CD4-positive T cells from latently infected C57BL/6 mice do not harbor the γHV68 genome. PECs collected from C57BL/6 mice 13 to 15 days postinfection with γHV68 were stained with F4/80 or with a CD4-specific antibody for FACS sorting. The results shown represent two separate experiments. (A) Cells were pregated into lymphocyte-enriched or macrophage-enriched populations based on forward scatter and side scatter characteristics, as shown for a representative experiment. (B) PECs from the lymphocyte-enriched population were sorted into CD4-negative and CD4-positive fractions as described in Materials and Methods. Shown are the results of CD4 staining and the gates used for FACS sorting of CD4-positive and CD4-negative cell populations from a representative experiment. Gates for sorting were drawn tightly to prevent contamination of sorted populations. By these criteria, 62 to 67% of the cells from the lymphocyte-enriched gate were sorted as CD4 negative and 28% of the cells from the lymphocyte-enriched gate were sorted as CD4 positive. (C) F4/80-positive PECs were sorted from the macrophage-enriched population. Shown are the results of F4/80 staining and the gate used for FACS sorting of F4/80-positive cells from a representative experiment. For the two experiments performed, 75 to 85% of the PECs were sorted as F4/80 positive. (D) Pre- and postsorting differential analysis of Wright’s-stained cells. Cells were categorized by morphological criteria as macrophages, lymphocytes, or monocytes-lymphoblasts (Mono/Blast). Based on morphological criteria, monocytes could not always be distinguished from lymphoblasts. (E) Limiting-dilution PCR analysis to quantitate the frequency of γHV68 genome-positive cells in total PECs and F4/80-positive, CD4-positive, and CD4-negative PECs. Tenfold dilutions of each cell population were tested for the presence of the γHV68 genome by nested PCR. The data in panels D and E are averages of two separate experiments. The error bars represent the standard error of the mean. Rxns, reactions.

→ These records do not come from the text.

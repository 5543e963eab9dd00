//! scoring — per-period losses and proper scoring rules.
//!
//! Purpose
//! -------
//! Turn forecasts into scalar per-period quantities that the statistical
//! tests can consume: point-forecast losses for the Diebold–Mariano loss
//! differential and the closed-form CRPS for Normal predictive
//! distributions.
//!
//! Key behaviors
//! -------------
//! - [`LossKind`], [`loss`], and [`loss_differential`] for squared,
//!   absolute, and bounded absolute-percentage losses.
//! - [`crps_normal`] (mean over usable observations), plus the
//!   per-observation variants [`crps_normal_single`] and
//!   [`crps_normal_series`].
//!
//! Invariants & assumptions
//! ------------------------
//! - Every function here is pure and stateless.
//! - Unaligned inputs are a [`ScoringError::LengthMismatch`]; unusable
//!   numeric inputs are masked (CRPS) or propagated (losses), never raised.
//!
//! Testing notes
//! -------------
//! - Unit tests live next to each function; the CRPS closed form is
//!   cross-checked against its integral definition.

pub mod crps;
pub mod errors;
pub mod loss;

// ---- Re-exports (primary public surface) ----------------------------------

pub use self::crps::{crps_normal, crps_normal_series, crps_normal_single};
pub use self::errors::{ScoringError, ScoringResult};
pub use self::loss::{LossKind, loss, loss_differential};
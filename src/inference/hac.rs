//! inference::hac — Newey–West long-run variance of a scalar sequence.
//!
//! Purpose
//! -------
//! Estimate the long-run variance `Var(√n · x̄)` of a dependent scalar
//! sequence `x` of length `n`. The Diebold–Mariano test calls this once
//! for the observed loss differential and once for every bootstrap
//! pseudo-series, so it is kept at O(n·L) with no allocation on the
//! default path.
//!
//! ```text
//! LRV = γ₀ + 2 · ∑_{k=1}^{L} w_k · γ_k,
//! γ₀  = (1/n) ∑ (x_t − x̄)²,
//! γ_k = c_k · ∑_{t=k}^{n−1} x_t · x_{t−k},
//! w_k = kernel(k / (L+1)),
//! ```
//!
//! with `L = ⌊4·(n/100)^{2/9}⌋` unless a bandwidth is supplied, and
//! `c_k = 1/(n − k)` (small-sample correction on) or `1/n` (off).
//!
//! Key behaviors
//! -------------
//! - The lag terms `γ_k` are **raw** second moments of the series, not
//!   mean-centred autocovariances. This is the default and reproduces the
//!   historical estimator exactly. `HACOptions::center = true` switches the
//!   lag terms to the textbook centred form.
//! - The result is clamped to `LRV ≥ LRV_FLOOR` so that it can always be
//!   used as a denominator.
//!
//! Invariants & assumptions
//! ------------------------
//! - Inputs are finite; callers mask non-finite values beforehand.
//! - The effective bandwidth is truncated to `n − 1`.
//! - An empty input returns `LRV_FLOOR`.
//!
//! Testing notes
//! -------------
//! - Unit tests check the default estimator against a hand-computed value,
//!   the floor on degenerate input, agreement of centred and raw forms on
//!   mean-zero data, and the effect of the small-sample flag.
use crate::{
    inference::kernel::{KernelType, rule_of_thumb_bandwidth},
    numerical_stability::LRV_FLOOR,
};
use ndarray::{Array1, ArrayView1, s};
use std::cmp::min;

/// HACOptions — configuration for the long-run variance estimator.
///
/// Fields
/// ------
/// - `kernel`: [`KernelType`]
///   Taper family for the lag weights. Bartlett gives the Newey–West
///   weight `1 − k/(L+1)`.
/// - `bandwidth`: `Option<usize>`
///   Fixed lag truncation `L`; `None` selects the rule of thumb
///   `⌊4·(n/100)^{2/9}⌋`. Either way the effective value is `min(L, n−1)`.
/// - `center`: `bool`
///   Demean the series before forming the lag products.
/// - `small_sample_correction`: `bool`
///   Scale lag `k` products by `1/(n−k)` (a plain mean over the overlapping
///   pairs) instead of `1/n`.
///
/// Notes
/// -----
/// - `HACOptions::default()` is Bartlett, rule-of-thumb bandwidth, raw lag
///   moments, small-sample correction on: the estimator used by the
///   Diebold–Mariano test unless told otherwise.
#[derive(Debug, Clone, PartialEq)]
pub struct HACOptions {
    /// Kernel type for the lag weights.
    pub kernel: KernelType,
    /// Fixed bandwidth; rule of thumb when `None`.
    pub bandwidth: Option<usize>,
    /// Center the series before forming lag products.
    pub center: bool,
    /// Average lag products over `n − k` pairs instead of dividing by `n`.
    pub small_sample_correction: bool,
}

impl HACOptions {
    /// Construct a `HACOptions` value from explicit settings.
    ///
    /// This constructor does not validate; any bandwidth is accepted and
    /// truncated to `n − 1` at compute time.
    ///
    /// Examples
    /// --------
    /// ```rust
    /// # use forecast_eval::inference::{HACOptions, KernelType};
    /// let opts = HACOptions::new(Some(5), KernelType::Parzen, true, true);
    /// assert_eq!(opts.bandwidth, Some(5));
    /// ```
    pub fn new(
        bandwidth: Option<usize>, kernel: KernelType, center: bool, small_sample_correction: bool,
    ) -> HACOptions {
        HACOptions { kernel, bandwidth, center, small_sample_correction }
    }

    /// Effective bandwidth for a series of length `n` (`0` when `n ≤ 1`).
    pub fn effective_bandwidth(&self, n: usize) -> usize {
        let requested = self.bandwidth.unwrap_or_else(|| rule_of_thumb_bandwidth(n));
        min(requested, n.saturating_sub(1))
    }
}

impl Default for HACOptions {
    fn default() -> Self {
        Self {
            kernel: KernelType::Bartlett,
            bandwidth: None,
            center: false,
            small_sample_correction: true,
        }
    }
}

/// Long-run variance of `x` under `hac_opts`, floored at `LRV_FLOOR`.
///
/// Parameters
/// ----------
/// - `x`: `&[f64]`
///   Finite scalar sequence (e.g. a loss differential or one bootstrap
///   pseudo-series).
/// - `hac_opts`: `&HACOptions`
///   Kernel, bandwidth, centering and scaling policy.
///
/// Returns
/// -------
/// `f64`
///   The HAC long-run variance, always `≥ LRV_FLOOR`.
///
/// Panics
/// ------
/// - Never panics; empty input returns `LRV_FLOOR`.
///
/// Examples
/// --------
/// ```rust
/// # use forecast_eval::inference::{HACOptions, long_run_variance};
/// // Constant series: zero variance, but raw lag moments equal 1.
/// let x = vec![1.0; 200];
/// let lrv = long_run_variance(&x, &HACOptions::default());
/// // L = 4, weights 0.8, 0.6, 0.4, 0.2 → 2·(0.8+0.6+0.4+0.2) = 4.
/// assert!((lrv - 4.0).abs() < 1e-12);
/// ```
pub fn long_run_variance(x: &[f64], hac_opts: &HACOptions) -> f64 {
    let n = x.len();
    if n == 0 {
        return LRV_FLOOR;
    }
    let n_f = n as f64;
    let mean = x.iter().sum::<f64>() / n_f;
    let gamma0 = x.iter().map(|&v| (v - mean) * (v - mean)).sum::<f64>() / n_f;

    let centered: Option<Array1<f64>> =
        hac_opts.center.then(|| x.iter().map(|&v| v - mean).collect());
    let series: ArrayView1<'_, f64> = match &centered {
        Some(c) => c.view(),
        None => ArrayView1::from(x),
    };

    let bandwidth = hac_opts.effective_bandwidth(n);
    let mut lrv = gamma0;
    for lag in 1..=bandwidth {
        let scale = if hac_opts.small_sample_correction { 1.0 / (n - lag) as f64 } else { 1.0 / n_f };
        let gamma = series.slice(s![..n - lag]).dot(&series.slice(s![lag..])) * scale;
        let weight = hac_opts.kernel.weight(lag as f64 / (bandwidth + 1) as f64);
        lrv += 2.0 * weight * gamma;
    }
    lrv.max(LRV_FLOOR)
}

#[cfg(test)]
mod tests {
    use super::*;
    use approx::assert_abs_diff_eq;

    // -------------------------------------------------------------------------
    // Scope
    // -----
    // These tests cover:
    // - The default (raw-moment, Bartlett, rule-of-thumb) estimator against
    //   a direct re-implementation of the formula.
    // - The LRV floor on degenerate input.
    // - Centering, the IID kernel, and the small-sample flag.
    //
    // They intentionally DO NOT cover:
    // - Consistency of the estimator; that is a property of the method.
    // -------------------------------------------------------------------------

    fn reference_lrv(x: &[f64]) -> f64 {
        let n = x.len();
        let mean = x.iter().sum::<f64>() / n as f64;
        let var = x.iter().map(|v| (v - mean).powi(2)).sum::<f64>() / n as f64;
        let max_lag = ((4.0 * (n as f64 / 100.0).powf(2.0 / 9.0)).floor() as usize).min(n - 1);
        let mut lrv = var;
        for lag in 1..=max_lag {
            let mut acc = 0.0;
            for t in 0..n - lag {
                acc += x[t] * x[t + lag];
            }
            let gamma = acc / (n - lag) as f64;
            lrv += 2.0 * (1.0 - lag as f64 / (max_lag + 1) as f64) * gamma;
        }
        lrv.max(1e-10)
    }

    #[test]
    // Purpose
    // -------
    // Compare the default estimator to a loop-based reference of the
    // documented formula on a non-trivial series.
    //
    // Given
    // -----
    // - A deterministic series of length 150 mixing a trend and a cycle.
    //
    // Expect
    // ------
    // - `long_run_variance` matches the reference to 1e-12.
    fn long_run_variance_default_matches_reference_formula() {
        // Arrange
        let x: Vec<f64> =
            (0..150).map(|t| (t as f64 * 0.37).sin() + 0.01 * t as f64 - 0.5).collect();

        // Act
        let lrv = long_run_variance(&x, &HACOptions::default());

        // Assert
        assert_abs_diff_eq!(lrv, reference_lrv(&x), epsilon = 1e-12);
    }

    #[test]
    // Purpose
    // -------
    // Ensure degenerate inputs are absorbed by the floor.
    //
    // Given
    // -----
    // - An empty series, a constant zero series, and an alternating ±1
    //   series with an IID kernel (γ₀ = 1, lag terms ignored).
    //
    // Expect
    // ------
    // - LRV_FLOOR, LRV_FLOOR, and exactly 1.
    fn long_run_variance_floor_and_iid_kernel() {
        let iid = HACOptions::new(None, KernelType::IID, false, true);
        let alternating: Vec<f64> = (0..50).map(|t| if t % 2 == 0 { 1.0 } else { -1.0 }).collect();

        assert_eq!(long_run_variance(&[], &HACOptions::default()), LRV_FLOOR);
        assert_eq!(long_run_variance(&[0.0; 40], &HACOptions::default()), LRV_FLOOR);
        assert_abs_diff_eq!(long_run_variance(&alternating, &iid), 1.0, epsilon = 1e-15);
    }

    #[test]
    // Purpose
    // -------
    // Verify that centering is a no-op on exactly mean-zero data and
    // changes the estimate on data with a non-zero mean.
    //
    // Given
    // -----
    // - A symmetric mean-zero series and the same series shifted by 2.
    //
    // Expect
    // ------
    // - Raw and centred estimates agree on the mean-zero series.
    // - On the shifted series the centred estimate equals the mean-zero
    //   estimate while the raw one is larger.
    fn long_run_variance_centering_behaviour() {
        // Arrange
        let base: Vec<f64> = [0.5, -1.0, 1.5, -0.25, 0.75, -1.5]
            .iter()
            .flat_map(|&v| [v, -v])
            .collect();
        let shifted: Vec<f64> = base.iter().map(|v| v + 2.0).collect();
        let raw = HACOptions::default();
        let centered = HACOptions { center: true, ..HACOptions::default() };

        // Act & Assert
        assert_abs_diff_eq!(
            long_run_variance(&base, &raw),
            long_run_variance(&base, &centered),
            epsilon = 1e-12
        );
        assert_abs_diff_eq!(
            long_run_variance(&shifted, &centered),
            long_run_variance(&base, &centered),
            epsilon = 1e-12
        );
        assert!(long_run_variance(&shifted, &raw) > long_run_variance(&shifted, &centered));
    }

    #[test]
    // Purpose
    // -------
    // Check the bandwidth override and the small-sample scaling.
    //
    // Given
    // -----
    // - A constant series of ones, length 10, bandwidth fixed at 1.
    //
    // Expect
    // ------
    // - With correction: γ₁ = 1, w₁ = 0.5 → LRV = 1.
    // - Without: γ₁ = 9/10 → LRV = 0.9.
    // - A bandwidth larger than n − 1 is truncated to n − 1.
    fn long_run_variance_bandwidth_and_small_sample_flag() {
        let ones = vec![1.0; 10];
        let with = HACOptions::new(Some(1), KernelType::Bartlett, false, true);
        let without = HACOptions::new(Some(1), KernelType::Bartlett, false, false);

        assert_abs_diff_eq!(long_run_variance(&ones, &with), 1.0, epsilon = 1e-15);
        assert_abs_diff_eq!(long_run_variance(&ones, &without), 0.9, epsilon = 1e-15);
        let wide = HACOptions::new(Some(50), KernelType::Bartlett, false, true);
        assert_eq!(wide.effective_bandwidth(10), 9);
        assert_eq!(HACOptions::default().effective_bandwidth(1), 0);
    }
}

Peritoneal macrophages from C57BL/6 mice harbor latent γHV68, as detected by an ex vivo reactivation assay. Limiting-dilution analysis was used to quantitate the frequency of cells that reactivate γHV68 by using FACS-sorted PEC populations isolated from γHV68-infected C57BL/6 mice. (A) Limiting-dilution reactivation analysis to determine the frequency of cells that reactivate γHV68 by using PECs from C57BL/6 mice 11 days postinfection (p.i.). PECs were FACS sorted into macrophage- or lymphocyte-enriched populations based on forward and side scatter characteristics (as for Fig. 5A and 6A). (B) Pre- and postsorting Wright’s differential staining analysis of total and fractionated PECs isolated from C57BL/5 mice 11 days postinfection. Cells were categorized by morphological criteria as macrophages (Mac), lymphocytes (Lymph), or monocytes-lymphoblasts (Mono/Blast). (C) Limiting-dilution reactivation analysis to determine the frequency of cells that reactivate γHV68 by using PECs collected from C57BL/6 mice 5 weeks postinfection. Cells were stained with F4/80, and the F4/80-negative and F4/80-positive cell populations were separated by FACS sorting as described in Materials and Methods. (D) Pre- and postsorting Wright’s differential staining analysis of total and fractionated PECs isolate from C57BL/6 mice 5 weeks postinfection. For the limiting-dilution reactivation analyses shown in panels A and C, the percentage of wells that scored positive for viral CPE 3 weeks after plating is plotted as a function of the number of cells plated per well. Twenty-four wells were plated per cell dilution. Each graph represents a single experiment. Cells from 4 to 10 mice were pooled and assayed per experiment.